Skip to content

September 2011

Finding the Character Set For a SQL Field

The other day I was working on a project and I needed to know all of the different types of characters contained in a SQL field so that I could make a regular expression pattern that would not fail. Thus, I decided to write a stored procedure that would loop through a range of characters and test if that character is contained in a specified field in any records. From there I can get a list of all of the used characters and then more intelligently write my regular expression pattern.

This could also be handy if you are trying to cast a field and you keep getting errors because of a character that won’t cast correctly.

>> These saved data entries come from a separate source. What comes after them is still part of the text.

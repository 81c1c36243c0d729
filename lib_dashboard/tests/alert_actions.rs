//! Acknowledge/annotate round trips: a successful call schedules exactly one
//! resync, a failed call schedules none.

mod common;

use std::sync::Arc;

use common::FakeApi;
use lib_dashboard::core::AlertActionCoordinator;
use lib_dashboard::dashboard::query::QueryBuilder;
use lib_dashboard::dashboard::render::RecordingRenderer;
use lib_dashboard::{DashboardController, FilterControls};

fn setup(api: &Arc<FakeApi>) -> (DashboardController<FakeApi, RecordingRenderer>, AlertActionCoordinator<Arc<FakeApi>>) {
    let query = QueryBuilder::new("tok-1");
    let (controller, handle) = DashboardController::new(
        Arc::clone(api),
        query.clone(),
        FilterControls::default(),
        RecordingRenderer::default(),
    );
    let actions = AlertActionCoordinator::new(Arc::clone(api), query, handle);
    (controller, actions)
}

#[tokio::test]
async fn test_acknowledge_triggers_one_resync() {
    let api = Arc::new(FakeApi::healthy());
    let (mut controller, actions) = setup(&api);

    actions.acknowledge(7).await.unwrap();

    let post = api.calls().into_iter().find(|c| c.method == "POST").unwrap();
    assert_eq!(post.path, "api/alerts/7/ack");
    assert_eq!(post.params.keys(), vec!["token"]);
    assert_eq!(post.params.get("token"), Some("tok-1"));
    assert!(post.body.is_none());

    // Exactly one command was queued, and it was a resync.
    assert_eq!(controller.drain(), 1);
    assert!(controller.step().await);
    assert_eq!(api.gets(), 13);
    assert!(controller.dashboard().state().snapshot().is_some());
}

#[tokio::test]
async fn test_failed_acknowledge_triggers_nothing() {
    let api = Arc::new(FakeApi::healthy());
    api.fail("api/alerts/7/ack");
    let (mut controller, actions) = setup(&api);

    let err = actions.acknowledge(7).await.unwrap_err();

    assert!(err.is_transport());
    assert_eq!(controller.drain(), 0);
    assert_eq!(api.gets(), 0);
    assert!(controller.dashboard().state().snapshot().is_none());
}

#[tokio::test]
async fn test_note_posts_json_body() {
    let api = Arc::new(FakeApi::healthy());
    let (mut controller, actions) = setup(&api);

    actions.add_note(6, "benign scanner, ticket #42").await.unwrap();

    assert_eq!(api.count("POST", "api/alerts/6/note"), 1);
    let post = api.calls().into_iter().find(|c| c.method == "POST").unwrap();
    assert_eq!(post.body, Some(serde_json::json!({"note": "benign scanner, ticket #42"})));
    assert_eq!(controller.drain(), 1);
}

#[tokio::test]
async fn test_acknowledge_through_controller_queue() {
    let api = Arc::new(FakeApi::healthy());
    let (mut controller, _) = setup(&api);
    let handle = controller.handle();

    handle.acknowledge(7);
    assert!(controller.step().await); // spawns the POST
    assert!(controller.step().await); // resync queued by the action
    assert!(controller.step().await); // poll outcome

    assert_eq!(api.count("POST", "api/alerts/7/ack"), 1);
    assert_eq!(api.gets(), 13);
    assert!(controller.dashboard().state().snapshot().is_some());
}
//! # Query Builder
//!
//! Turns a [`FilterPredicate`] into the query parameters sent with every
//! request. The auth token is always present; any other key whose value is
//! empty is left out, because the API reads `severity=` as "match empty"
//! rather than "no filter".

use crate::dashboard::filters::FilterPredicate;

/// Query parameter carrying the API token.
pub const TOKEN_PARAM: &str = "token";

/// Which part of the predicate a request honours.
#[derive(Debug, Clone, Copy, PartialEq, Eq)]
pub enum QueryScope {
    /// Time window only: aggregates that describe the whole window.
    Unfiltered,
    /// Time window plus severity, event type and source address: the raw feed.
    Filtered,
}

/// An ordered set of non-empty query parameters.
#[derive(Debug, Clone, Default, PartialEq, Eq)]
pub struct ParameterSet(Vec<(String, String)>);

impl ParameterSet {
    /// Sets `key` to `value`, skipping empty values and replacing an earlier
    /// value for the same key.
    pub fn set(&mut self, key: &str, value: impl AsRef<str>) {
        let value = value.as_ref();
        if value.is_empty() {
            return;
        }
        match self.0.iter_mut().find(|(k, _)| k == key) {
            Some(slot) => slot.1 = value.to_string(),
            None => self.0.push((key.to_string(), value.to_string())),
        }
    }

    /// Returns a copy with an extra parameter.
    pub fn with(mut self, key: &str, value: impl AsRef<str>) -> Self {
        self.set(key, value);
        self
    }

    pub fn get(&self, key: &str) -> Option<&str> {
        self.0.iter().find(|(k, _)| k == key).map(|(_, v)| v.as_str())
    }

    pub fn iter(&self) -> impl Iterator<Item = (&str, &str)> + '_ {
        self.0.iter().map(|(k, v)| (k.as_str(), v.as_str()))
    }

    pub fn len(&self) -> usize {
        self.0.len()
    }

    pub fn is_empty(&self) -> bool {
        self.0.is_empty()
    }

    /// Keys in insertion order.
    pub fn keys(&self) -> Vec<&str> {
        self.0.iter().map(|(k, _)| k.as_str()).collect()
    }
}

/// Builds parameter sets for a fixed API token.
#[derive(Clone)]
pub struct QueryBuilder {
    token: String,
}

impl std::fmt::Debug for QueryBuilder {
    fn fmt(&self, f: &mut std::fmt::Formatter<'_>) -> std::fmt::Result {
        f.debug_struct("QueryBuilder").field("token", &"*****").finish()
    }
}

impl QueryBuilder {
    pub fn new(token: impl Into<String>) -> Self {
        Self { token: token.into() }
    }

    /// Builds the parameters for `predicate` in the given scope. Without a
    /// predicate only the token is emitted.
    pub fn build(&self, scope: QueryScope, predicate: Option<&FilterPredicate>) -> ParameterSet {
        let mut params = ParameterSet::default();
        // The token is mandatory, even when it is empty.
        params.0.push((TOKEN_PARAM.to_string(), self.token.clone()));

        let Some(p) = predicate else {
            return params;
        };

        params.set("since", &p.since);
        params.set("until", &p.until);

        if scope == QueryScope::Filtered {
            if let Some(severity) = p.severity {
                params.set("severity", severity.as_str());
            }
            params.set("event_type", &p.event_type);
            params.set("source_ip", &p.source_ip);
        }

        params
    }

    /// Time window only.
    pub fn unfiltered(&self, predicate: &FilterPredicate) -> ParameterSet {
        self.build(QueryScope::Unfiltered, Some(predicate))
    }

    /// Time window plus attribute filters.
    pub fn filtered(&self, predicate: &FilterPredicate) -> ParameterSet {
        self.build(QueryScope::Filtered, Some(predicate))
    }

    /// Token only, for commands that take no filters.
    pub fn token_only(&self) -> ParameterSet {
        self.build(QueryScope::Unfiltered, None)
    }
}

#[cfg(test)]
mod tests {
    use super::*;
    use crate::dashboard::model::Severity;

    fn full_predicate() -> FilterPredicate {
        FilterPredicate {
            since: "1700000000".to_string(),
            until: "1700003600".to_string(),
            severity: Some(Severity::High),
            event_type: "port_scan".to_string(),
            source_ip: "10.0.0.9".to_string(),
        }
    }

    #[test]
    fn test_empty_values_never_emitted() {
        let qb = QueryBuilder::new("secret");
        let p = FilterPredicate { event_type: "x".to_string(), ..Default::default() };
        let params = qb.filtered(&p);
        assert_eq!(params.keys(), vec!["token", "event_type"]);
        assert_eq!(params.get("event_type"), Some("x"));
        assert_eq!(params.get("token"), Some("secret"));
    }

    #[test]
    fn test_unfiltered_drops_attribute_filters() {
        let qb = QueryBuilder::new("secret");
        let params = qb.unfiltered(&full_predicate());
        assert_eq!(params.keys(), vec!["token", "since", "until"]);
    }

    #[test]
    fn test_filtered_carries_everything() {
        let qb = QueryBuilder::new("secret");
        let params = qb.filtered(&full_predicate());
        assert_eq!(params.keys(), vec!["token", "since", "until", "severity", "event_type", "source_ip"]);
        assert_eq!(params.get("severity"), Some("high"));
    }

    #[test]
    fn test_no_predicate_is_token_only() {
        let params = QueryBuilder::new("secret").build(QueryScope::Filtered, None);
        assert_eq!(params.len(), 1);
        assert_eq!(params.get("token"), Some("secret"));
    }

    #[test]
    fn test_extra_params_follow_the_same_rule() {
        let params = QueryBuilder::new("t").token_only().with("limit", "80").with("page", "");
        assert_eq!(params.keys(), vec!["token", "limit"]);
    }

    #[test]
    fn test_debug_masks_token() {
        let shown = format!("{:?}", QueryBuilder::new("hunter2"));
        assert!(!shown.contains("hunter2"));
    }
}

An example would be trying to cast a varchar or char field into an int and for some reason or another one of the records has a letter in the field. Your cast will fail and it can be tricky to track down where the issue is. With this stored procedure you can quickly see what the offending character is and then query up all the records containing that character.

Example usage:

exec FieldCharacterSet 'dbo', 'mytable, 'myfield', 1, 0, 255

Feel free to use this if you find is useful, and leave a comment letting me know if it worked well for you.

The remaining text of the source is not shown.